(Extracted entries)

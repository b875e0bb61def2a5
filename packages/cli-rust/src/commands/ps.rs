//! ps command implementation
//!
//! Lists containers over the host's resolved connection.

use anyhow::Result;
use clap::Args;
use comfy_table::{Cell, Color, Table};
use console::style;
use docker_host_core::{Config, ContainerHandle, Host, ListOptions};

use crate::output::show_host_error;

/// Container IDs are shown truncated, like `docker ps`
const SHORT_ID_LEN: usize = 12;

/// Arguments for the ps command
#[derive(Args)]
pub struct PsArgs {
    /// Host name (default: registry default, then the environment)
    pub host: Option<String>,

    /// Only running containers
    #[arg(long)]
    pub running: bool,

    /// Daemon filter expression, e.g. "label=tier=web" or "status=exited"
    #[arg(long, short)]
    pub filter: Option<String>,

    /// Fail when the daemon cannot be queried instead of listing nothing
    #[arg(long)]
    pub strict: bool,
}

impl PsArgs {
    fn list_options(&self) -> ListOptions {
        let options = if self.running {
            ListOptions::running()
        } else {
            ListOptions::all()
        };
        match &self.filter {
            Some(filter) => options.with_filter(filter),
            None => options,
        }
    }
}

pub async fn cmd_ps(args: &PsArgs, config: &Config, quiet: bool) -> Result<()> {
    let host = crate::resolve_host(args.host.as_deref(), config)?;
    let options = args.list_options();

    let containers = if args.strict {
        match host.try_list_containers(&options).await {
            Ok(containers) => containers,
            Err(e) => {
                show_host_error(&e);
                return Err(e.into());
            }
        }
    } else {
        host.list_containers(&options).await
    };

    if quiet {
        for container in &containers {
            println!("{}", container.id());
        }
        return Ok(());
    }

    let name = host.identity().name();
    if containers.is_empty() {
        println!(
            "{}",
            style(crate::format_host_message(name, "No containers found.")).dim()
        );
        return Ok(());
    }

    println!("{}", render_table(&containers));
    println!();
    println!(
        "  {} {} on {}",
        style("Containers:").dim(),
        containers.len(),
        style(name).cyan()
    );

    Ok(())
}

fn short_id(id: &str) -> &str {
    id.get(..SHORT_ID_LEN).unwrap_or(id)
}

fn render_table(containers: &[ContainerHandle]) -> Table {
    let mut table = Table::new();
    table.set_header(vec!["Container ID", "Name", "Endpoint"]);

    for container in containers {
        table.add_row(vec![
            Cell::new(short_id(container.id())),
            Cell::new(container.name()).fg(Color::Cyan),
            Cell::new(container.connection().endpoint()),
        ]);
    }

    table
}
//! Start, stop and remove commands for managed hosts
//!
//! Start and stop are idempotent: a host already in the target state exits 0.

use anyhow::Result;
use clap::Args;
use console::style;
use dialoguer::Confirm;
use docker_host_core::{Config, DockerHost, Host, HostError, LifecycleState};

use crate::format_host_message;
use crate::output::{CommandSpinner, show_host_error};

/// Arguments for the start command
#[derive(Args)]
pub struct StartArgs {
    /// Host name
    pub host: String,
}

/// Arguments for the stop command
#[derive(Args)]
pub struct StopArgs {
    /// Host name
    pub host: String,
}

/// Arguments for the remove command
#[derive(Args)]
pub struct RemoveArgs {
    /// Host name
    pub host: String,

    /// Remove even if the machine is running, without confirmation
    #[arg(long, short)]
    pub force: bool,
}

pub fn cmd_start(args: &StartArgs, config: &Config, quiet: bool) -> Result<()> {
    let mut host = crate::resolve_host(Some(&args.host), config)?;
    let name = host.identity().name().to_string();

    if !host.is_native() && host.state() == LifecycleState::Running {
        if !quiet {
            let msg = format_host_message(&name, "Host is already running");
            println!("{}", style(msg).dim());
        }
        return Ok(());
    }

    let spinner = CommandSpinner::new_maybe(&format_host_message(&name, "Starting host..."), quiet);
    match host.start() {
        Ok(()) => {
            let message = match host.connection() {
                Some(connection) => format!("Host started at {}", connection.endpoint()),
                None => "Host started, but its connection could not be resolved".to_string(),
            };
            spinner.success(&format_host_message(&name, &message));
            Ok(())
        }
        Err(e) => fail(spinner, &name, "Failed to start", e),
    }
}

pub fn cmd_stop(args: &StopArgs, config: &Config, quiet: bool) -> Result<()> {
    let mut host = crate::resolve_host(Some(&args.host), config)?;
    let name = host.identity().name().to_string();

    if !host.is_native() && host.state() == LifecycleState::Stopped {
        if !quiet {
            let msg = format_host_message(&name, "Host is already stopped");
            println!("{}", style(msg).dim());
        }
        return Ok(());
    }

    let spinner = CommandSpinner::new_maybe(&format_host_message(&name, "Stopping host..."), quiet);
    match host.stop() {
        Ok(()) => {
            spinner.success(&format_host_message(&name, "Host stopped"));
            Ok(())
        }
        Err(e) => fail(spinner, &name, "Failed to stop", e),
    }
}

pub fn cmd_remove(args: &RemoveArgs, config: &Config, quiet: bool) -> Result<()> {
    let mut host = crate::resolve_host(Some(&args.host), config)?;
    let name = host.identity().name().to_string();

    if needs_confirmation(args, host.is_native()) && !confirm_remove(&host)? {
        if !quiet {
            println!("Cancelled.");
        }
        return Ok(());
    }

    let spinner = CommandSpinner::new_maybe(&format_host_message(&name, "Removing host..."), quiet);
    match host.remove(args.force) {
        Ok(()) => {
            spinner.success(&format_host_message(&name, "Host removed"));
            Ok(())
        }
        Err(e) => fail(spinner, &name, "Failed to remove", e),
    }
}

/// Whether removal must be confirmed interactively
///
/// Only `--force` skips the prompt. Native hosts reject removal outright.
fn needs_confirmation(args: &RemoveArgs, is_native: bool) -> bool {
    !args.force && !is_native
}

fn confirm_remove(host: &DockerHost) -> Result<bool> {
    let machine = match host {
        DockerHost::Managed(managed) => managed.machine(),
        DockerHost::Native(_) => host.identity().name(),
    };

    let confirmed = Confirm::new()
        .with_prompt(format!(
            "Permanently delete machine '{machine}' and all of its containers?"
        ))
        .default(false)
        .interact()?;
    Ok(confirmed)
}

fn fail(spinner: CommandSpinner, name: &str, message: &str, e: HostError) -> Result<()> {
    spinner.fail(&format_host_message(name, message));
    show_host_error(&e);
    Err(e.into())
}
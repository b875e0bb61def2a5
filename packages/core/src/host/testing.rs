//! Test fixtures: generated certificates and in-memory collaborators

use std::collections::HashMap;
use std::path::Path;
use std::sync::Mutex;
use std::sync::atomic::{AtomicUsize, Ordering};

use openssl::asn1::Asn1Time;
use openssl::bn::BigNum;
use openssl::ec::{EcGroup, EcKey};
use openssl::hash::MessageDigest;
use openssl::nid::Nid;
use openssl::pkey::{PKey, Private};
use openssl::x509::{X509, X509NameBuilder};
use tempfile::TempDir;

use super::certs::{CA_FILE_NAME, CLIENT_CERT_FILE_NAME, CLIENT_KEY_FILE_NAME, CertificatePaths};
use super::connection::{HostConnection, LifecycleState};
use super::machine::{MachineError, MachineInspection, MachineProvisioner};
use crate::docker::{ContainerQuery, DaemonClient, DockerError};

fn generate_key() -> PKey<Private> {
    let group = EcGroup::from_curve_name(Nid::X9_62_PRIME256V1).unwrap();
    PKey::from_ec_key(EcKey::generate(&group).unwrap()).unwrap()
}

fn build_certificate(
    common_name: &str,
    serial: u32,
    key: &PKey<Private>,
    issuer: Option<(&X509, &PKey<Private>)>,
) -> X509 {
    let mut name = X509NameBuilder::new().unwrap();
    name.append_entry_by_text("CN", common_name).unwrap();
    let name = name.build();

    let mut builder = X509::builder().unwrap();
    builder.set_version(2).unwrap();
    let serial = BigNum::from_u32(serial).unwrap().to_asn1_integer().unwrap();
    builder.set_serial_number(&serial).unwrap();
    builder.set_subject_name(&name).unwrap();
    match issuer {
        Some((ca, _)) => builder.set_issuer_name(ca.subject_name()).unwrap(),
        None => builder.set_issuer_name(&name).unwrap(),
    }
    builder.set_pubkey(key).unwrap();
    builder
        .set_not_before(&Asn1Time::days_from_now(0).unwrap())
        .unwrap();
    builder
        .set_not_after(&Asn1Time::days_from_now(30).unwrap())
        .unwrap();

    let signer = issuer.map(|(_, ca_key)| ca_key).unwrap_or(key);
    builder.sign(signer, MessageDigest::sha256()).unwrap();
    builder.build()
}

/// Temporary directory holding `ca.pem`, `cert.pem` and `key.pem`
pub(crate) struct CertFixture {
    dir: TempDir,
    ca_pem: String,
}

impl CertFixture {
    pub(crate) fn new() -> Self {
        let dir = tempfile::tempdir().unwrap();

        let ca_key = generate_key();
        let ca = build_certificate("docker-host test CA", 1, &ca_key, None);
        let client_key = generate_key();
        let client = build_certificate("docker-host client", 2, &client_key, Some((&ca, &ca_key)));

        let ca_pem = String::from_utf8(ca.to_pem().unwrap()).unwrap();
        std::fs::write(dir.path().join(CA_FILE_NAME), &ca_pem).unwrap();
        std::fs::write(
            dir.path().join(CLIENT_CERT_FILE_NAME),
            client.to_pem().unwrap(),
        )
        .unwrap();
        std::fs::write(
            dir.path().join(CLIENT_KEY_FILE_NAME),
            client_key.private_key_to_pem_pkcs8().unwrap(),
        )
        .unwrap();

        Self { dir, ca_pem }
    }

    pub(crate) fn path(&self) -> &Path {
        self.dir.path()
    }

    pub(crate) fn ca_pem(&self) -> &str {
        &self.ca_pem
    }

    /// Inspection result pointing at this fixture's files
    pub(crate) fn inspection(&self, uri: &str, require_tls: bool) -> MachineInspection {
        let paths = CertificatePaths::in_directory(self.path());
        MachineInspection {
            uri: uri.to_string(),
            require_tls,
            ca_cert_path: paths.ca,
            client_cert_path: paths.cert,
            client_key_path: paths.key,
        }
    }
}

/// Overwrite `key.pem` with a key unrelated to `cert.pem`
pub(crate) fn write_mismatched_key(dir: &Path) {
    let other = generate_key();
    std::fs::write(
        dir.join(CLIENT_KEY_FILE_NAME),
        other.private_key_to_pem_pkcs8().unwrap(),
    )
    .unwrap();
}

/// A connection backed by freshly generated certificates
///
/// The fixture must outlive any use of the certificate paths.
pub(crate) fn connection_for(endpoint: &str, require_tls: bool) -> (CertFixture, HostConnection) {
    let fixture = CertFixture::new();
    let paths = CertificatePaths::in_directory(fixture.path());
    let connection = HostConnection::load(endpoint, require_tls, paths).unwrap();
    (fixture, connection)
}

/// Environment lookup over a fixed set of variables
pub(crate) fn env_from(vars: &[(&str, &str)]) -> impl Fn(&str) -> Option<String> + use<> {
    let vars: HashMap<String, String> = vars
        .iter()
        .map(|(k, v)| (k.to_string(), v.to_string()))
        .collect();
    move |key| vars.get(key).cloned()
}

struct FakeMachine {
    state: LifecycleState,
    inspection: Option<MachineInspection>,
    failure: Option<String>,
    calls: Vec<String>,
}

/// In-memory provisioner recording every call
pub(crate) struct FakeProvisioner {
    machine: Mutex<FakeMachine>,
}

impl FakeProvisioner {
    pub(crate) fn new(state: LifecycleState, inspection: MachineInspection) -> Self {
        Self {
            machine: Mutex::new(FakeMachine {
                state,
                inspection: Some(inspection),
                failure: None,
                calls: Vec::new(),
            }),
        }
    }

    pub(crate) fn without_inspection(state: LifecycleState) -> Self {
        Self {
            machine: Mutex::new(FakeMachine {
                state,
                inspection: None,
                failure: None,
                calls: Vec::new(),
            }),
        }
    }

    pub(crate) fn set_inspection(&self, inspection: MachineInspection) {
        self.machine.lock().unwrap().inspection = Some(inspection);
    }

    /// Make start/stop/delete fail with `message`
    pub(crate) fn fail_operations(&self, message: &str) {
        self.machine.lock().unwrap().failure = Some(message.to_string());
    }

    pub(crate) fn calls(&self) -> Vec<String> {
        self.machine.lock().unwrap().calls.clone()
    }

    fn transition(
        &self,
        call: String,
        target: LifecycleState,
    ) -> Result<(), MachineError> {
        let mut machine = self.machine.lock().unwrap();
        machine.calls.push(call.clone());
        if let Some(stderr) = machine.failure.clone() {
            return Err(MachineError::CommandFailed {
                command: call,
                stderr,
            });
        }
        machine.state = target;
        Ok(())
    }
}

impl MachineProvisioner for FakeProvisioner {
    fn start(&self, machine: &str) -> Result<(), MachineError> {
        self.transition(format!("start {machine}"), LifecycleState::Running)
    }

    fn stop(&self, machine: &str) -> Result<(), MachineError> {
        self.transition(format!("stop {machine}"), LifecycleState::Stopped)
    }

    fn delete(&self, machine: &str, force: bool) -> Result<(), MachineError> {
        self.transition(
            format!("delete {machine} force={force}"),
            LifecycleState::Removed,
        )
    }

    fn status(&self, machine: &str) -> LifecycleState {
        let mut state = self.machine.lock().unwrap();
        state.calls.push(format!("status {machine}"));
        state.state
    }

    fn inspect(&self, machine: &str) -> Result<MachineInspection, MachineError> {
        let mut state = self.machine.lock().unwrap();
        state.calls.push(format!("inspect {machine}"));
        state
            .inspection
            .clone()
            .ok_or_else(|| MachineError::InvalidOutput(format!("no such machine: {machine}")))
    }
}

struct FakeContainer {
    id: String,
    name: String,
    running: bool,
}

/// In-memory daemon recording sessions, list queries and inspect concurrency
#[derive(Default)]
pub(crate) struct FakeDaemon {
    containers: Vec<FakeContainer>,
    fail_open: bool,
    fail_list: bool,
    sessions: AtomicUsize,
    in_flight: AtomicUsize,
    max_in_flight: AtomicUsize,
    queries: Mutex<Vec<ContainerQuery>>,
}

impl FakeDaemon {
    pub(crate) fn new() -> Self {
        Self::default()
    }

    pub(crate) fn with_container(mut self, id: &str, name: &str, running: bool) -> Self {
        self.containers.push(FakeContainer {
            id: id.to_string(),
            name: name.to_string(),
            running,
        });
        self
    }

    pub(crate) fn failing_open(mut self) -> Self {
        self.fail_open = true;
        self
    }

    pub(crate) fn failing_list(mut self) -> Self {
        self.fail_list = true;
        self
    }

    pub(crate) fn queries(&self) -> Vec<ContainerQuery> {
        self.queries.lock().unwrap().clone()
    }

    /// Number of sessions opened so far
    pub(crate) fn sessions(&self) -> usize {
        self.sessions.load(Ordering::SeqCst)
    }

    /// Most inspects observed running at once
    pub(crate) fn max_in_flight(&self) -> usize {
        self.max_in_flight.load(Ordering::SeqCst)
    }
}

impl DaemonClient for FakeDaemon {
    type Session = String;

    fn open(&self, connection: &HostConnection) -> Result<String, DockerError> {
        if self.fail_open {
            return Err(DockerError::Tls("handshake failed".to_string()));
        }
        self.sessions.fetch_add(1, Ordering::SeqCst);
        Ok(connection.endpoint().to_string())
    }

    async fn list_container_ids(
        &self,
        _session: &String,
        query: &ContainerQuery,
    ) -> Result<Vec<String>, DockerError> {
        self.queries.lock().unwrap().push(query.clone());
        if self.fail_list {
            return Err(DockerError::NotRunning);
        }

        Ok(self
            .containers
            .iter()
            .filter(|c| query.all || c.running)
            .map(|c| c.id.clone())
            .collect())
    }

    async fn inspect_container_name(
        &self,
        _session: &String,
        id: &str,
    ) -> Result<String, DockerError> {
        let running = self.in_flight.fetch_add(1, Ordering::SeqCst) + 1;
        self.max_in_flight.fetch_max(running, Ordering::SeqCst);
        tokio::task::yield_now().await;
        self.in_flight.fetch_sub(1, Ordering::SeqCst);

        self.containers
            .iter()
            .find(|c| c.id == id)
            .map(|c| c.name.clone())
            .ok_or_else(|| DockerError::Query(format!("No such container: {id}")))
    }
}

(End Extracted entries)

_What needs to be done_.
For the word "AtomicUsize", show every line of the entries that holds it.

_Result_.
use std::sync::atomic::{AtomicUsize, Ordering};
    sessions: AtomicUsize,
    in_flight: AtomicUsize,
    max_in_flight: AtomicUsize,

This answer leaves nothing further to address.